**Activity**: Retype, exactly as they appear below, the lines between the line holding "assert_eq!(last, 16 + EVENTS);" and the line holding "join them individually.", both ends included.

(Collected data entries)
::::::::

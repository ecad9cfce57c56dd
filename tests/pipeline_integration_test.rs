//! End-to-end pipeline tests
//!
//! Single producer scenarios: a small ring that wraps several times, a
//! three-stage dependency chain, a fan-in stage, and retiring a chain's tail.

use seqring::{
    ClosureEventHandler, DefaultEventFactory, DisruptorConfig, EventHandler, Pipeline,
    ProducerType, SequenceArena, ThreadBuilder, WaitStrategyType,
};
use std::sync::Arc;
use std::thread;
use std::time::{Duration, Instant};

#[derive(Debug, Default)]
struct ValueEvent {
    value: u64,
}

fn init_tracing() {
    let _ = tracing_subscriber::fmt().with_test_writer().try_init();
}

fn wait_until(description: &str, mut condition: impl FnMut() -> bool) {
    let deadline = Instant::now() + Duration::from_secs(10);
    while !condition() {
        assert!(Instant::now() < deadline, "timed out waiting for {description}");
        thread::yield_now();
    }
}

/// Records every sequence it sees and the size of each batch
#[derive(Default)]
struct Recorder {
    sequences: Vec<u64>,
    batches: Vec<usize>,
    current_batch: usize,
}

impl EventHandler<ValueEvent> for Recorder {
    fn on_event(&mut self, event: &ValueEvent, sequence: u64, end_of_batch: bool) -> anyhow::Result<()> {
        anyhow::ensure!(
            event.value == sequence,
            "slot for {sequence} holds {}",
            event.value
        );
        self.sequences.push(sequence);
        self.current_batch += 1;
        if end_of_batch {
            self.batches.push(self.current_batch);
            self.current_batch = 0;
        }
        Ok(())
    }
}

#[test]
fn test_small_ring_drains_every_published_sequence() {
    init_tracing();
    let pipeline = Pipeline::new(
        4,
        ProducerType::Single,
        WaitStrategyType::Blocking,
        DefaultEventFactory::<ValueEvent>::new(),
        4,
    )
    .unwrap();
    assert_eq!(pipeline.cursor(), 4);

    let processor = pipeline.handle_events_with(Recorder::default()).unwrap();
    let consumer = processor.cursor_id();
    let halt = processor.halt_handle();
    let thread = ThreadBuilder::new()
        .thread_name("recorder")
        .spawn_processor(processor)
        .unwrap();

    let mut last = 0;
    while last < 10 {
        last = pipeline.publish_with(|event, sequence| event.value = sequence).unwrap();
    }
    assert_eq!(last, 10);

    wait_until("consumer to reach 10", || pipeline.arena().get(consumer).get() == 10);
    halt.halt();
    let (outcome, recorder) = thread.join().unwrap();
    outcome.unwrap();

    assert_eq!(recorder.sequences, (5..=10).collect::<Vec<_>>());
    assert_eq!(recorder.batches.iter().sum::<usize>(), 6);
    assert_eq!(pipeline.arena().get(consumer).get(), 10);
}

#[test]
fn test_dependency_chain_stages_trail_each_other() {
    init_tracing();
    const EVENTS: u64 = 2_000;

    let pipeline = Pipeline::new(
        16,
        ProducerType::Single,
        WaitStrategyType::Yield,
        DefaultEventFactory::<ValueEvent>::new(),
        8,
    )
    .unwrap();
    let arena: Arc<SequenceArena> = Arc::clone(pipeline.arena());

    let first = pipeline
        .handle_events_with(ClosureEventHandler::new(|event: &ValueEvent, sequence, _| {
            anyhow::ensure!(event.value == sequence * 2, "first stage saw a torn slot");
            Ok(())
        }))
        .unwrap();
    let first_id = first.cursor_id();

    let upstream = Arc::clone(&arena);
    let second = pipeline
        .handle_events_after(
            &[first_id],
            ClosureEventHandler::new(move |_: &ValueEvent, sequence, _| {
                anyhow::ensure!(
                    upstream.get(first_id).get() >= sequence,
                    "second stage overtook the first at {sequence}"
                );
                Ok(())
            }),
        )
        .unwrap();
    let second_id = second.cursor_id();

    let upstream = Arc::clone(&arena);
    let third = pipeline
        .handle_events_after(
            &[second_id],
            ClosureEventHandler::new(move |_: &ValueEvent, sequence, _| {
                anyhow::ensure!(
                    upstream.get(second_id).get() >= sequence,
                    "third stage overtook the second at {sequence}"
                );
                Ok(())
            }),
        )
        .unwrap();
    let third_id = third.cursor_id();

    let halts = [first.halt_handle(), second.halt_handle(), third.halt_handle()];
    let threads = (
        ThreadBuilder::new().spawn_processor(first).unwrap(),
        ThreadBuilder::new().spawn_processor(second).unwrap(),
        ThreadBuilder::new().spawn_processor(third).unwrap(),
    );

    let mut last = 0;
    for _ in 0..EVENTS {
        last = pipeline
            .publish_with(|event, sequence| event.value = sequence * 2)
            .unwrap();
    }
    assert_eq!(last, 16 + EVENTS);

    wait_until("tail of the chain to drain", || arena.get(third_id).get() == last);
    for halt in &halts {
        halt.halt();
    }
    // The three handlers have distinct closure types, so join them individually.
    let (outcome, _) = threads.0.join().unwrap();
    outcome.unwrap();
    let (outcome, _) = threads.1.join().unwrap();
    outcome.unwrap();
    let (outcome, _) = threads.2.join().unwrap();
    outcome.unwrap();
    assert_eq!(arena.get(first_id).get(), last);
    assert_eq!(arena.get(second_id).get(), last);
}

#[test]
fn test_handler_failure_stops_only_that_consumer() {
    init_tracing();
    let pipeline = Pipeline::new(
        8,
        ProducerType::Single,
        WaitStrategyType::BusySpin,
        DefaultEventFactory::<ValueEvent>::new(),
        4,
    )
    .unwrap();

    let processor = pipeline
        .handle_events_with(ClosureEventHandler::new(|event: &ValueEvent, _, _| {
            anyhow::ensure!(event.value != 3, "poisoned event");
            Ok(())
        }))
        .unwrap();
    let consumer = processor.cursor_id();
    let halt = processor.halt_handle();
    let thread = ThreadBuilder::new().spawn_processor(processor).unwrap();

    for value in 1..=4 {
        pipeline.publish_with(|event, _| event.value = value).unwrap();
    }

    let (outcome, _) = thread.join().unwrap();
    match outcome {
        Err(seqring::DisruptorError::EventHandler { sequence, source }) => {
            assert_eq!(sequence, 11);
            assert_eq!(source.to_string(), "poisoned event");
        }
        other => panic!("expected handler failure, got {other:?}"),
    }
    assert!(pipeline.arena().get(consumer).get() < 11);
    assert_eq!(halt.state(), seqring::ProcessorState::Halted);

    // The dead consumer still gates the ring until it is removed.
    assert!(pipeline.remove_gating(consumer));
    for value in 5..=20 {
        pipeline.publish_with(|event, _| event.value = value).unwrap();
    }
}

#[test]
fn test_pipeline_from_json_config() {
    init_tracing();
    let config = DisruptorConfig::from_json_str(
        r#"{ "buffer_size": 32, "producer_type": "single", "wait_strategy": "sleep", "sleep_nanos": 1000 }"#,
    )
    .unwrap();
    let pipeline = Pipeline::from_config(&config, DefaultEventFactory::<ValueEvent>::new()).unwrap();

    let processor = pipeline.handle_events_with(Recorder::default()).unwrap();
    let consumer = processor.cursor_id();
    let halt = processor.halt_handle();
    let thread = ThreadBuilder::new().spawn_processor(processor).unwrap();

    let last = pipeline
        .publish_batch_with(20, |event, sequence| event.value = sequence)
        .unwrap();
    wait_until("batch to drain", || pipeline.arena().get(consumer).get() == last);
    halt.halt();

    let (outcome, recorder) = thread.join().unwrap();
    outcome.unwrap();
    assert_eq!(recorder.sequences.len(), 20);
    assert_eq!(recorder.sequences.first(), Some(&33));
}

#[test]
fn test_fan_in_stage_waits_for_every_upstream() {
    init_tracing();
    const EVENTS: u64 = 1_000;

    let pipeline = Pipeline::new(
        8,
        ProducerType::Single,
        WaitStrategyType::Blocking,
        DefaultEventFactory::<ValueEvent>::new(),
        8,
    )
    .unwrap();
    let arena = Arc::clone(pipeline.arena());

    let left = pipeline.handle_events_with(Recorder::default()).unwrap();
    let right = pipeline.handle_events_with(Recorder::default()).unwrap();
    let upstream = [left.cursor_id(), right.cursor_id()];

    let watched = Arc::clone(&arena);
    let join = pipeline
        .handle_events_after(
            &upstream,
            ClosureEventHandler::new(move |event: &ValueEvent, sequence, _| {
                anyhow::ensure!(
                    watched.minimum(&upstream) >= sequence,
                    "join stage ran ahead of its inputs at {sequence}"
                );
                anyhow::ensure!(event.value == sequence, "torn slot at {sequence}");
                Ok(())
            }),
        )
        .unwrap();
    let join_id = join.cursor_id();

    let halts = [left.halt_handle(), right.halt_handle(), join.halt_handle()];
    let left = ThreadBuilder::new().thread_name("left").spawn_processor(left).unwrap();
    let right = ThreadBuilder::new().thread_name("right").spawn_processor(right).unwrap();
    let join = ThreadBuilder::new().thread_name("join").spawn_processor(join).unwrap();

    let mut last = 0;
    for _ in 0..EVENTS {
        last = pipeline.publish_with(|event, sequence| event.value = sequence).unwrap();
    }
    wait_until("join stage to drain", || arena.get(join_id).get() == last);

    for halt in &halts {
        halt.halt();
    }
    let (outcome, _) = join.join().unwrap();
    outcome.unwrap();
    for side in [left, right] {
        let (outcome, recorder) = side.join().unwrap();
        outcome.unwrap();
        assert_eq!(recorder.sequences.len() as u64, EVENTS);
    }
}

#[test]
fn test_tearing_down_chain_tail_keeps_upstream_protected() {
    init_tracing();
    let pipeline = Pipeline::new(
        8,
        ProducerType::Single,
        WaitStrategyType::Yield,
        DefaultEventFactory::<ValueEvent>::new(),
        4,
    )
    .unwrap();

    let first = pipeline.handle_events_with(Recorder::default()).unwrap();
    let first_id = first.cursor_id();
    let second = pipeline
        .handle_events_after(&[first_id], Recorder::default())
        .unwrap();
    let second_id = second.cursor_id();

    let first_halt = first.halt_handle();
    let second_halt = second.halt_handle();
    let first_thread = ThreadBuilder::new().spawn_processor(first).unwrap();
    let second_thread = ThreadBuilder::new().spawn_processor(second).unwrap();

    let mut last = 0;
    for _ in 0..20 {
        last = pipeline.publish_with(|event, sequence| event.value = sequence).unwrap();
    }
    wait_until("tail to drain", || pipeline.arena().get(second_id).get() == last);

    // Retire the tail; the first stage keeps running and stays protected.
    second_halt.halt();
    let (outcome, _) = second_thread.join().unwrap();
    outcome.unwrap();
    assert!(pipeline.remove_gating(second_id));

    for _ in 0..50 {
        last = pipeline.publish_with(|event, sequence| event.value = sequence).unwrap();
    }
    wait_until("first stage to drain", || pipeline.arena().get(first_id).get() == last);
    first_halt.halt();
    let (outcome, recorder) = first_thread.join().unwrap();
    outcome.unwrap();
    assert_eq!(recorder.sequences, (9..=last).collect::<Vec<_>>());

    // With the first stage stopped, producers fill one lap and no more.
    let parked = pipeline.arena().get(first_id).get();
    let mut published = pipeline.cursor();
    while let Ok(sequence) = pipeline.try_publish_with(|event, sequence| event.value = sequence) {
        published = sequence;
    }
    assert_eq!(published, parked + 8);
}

::::::::

**Solved exercise**:
    assert_eq!(last, 16 + EVENTS);

    wait_until("tail of the chain to drain", || arena.get(third_id).get() == last);
    for halt in &halts {
        halt.halt();
    }
    // The three handlers have distinct closure types, so join them individually.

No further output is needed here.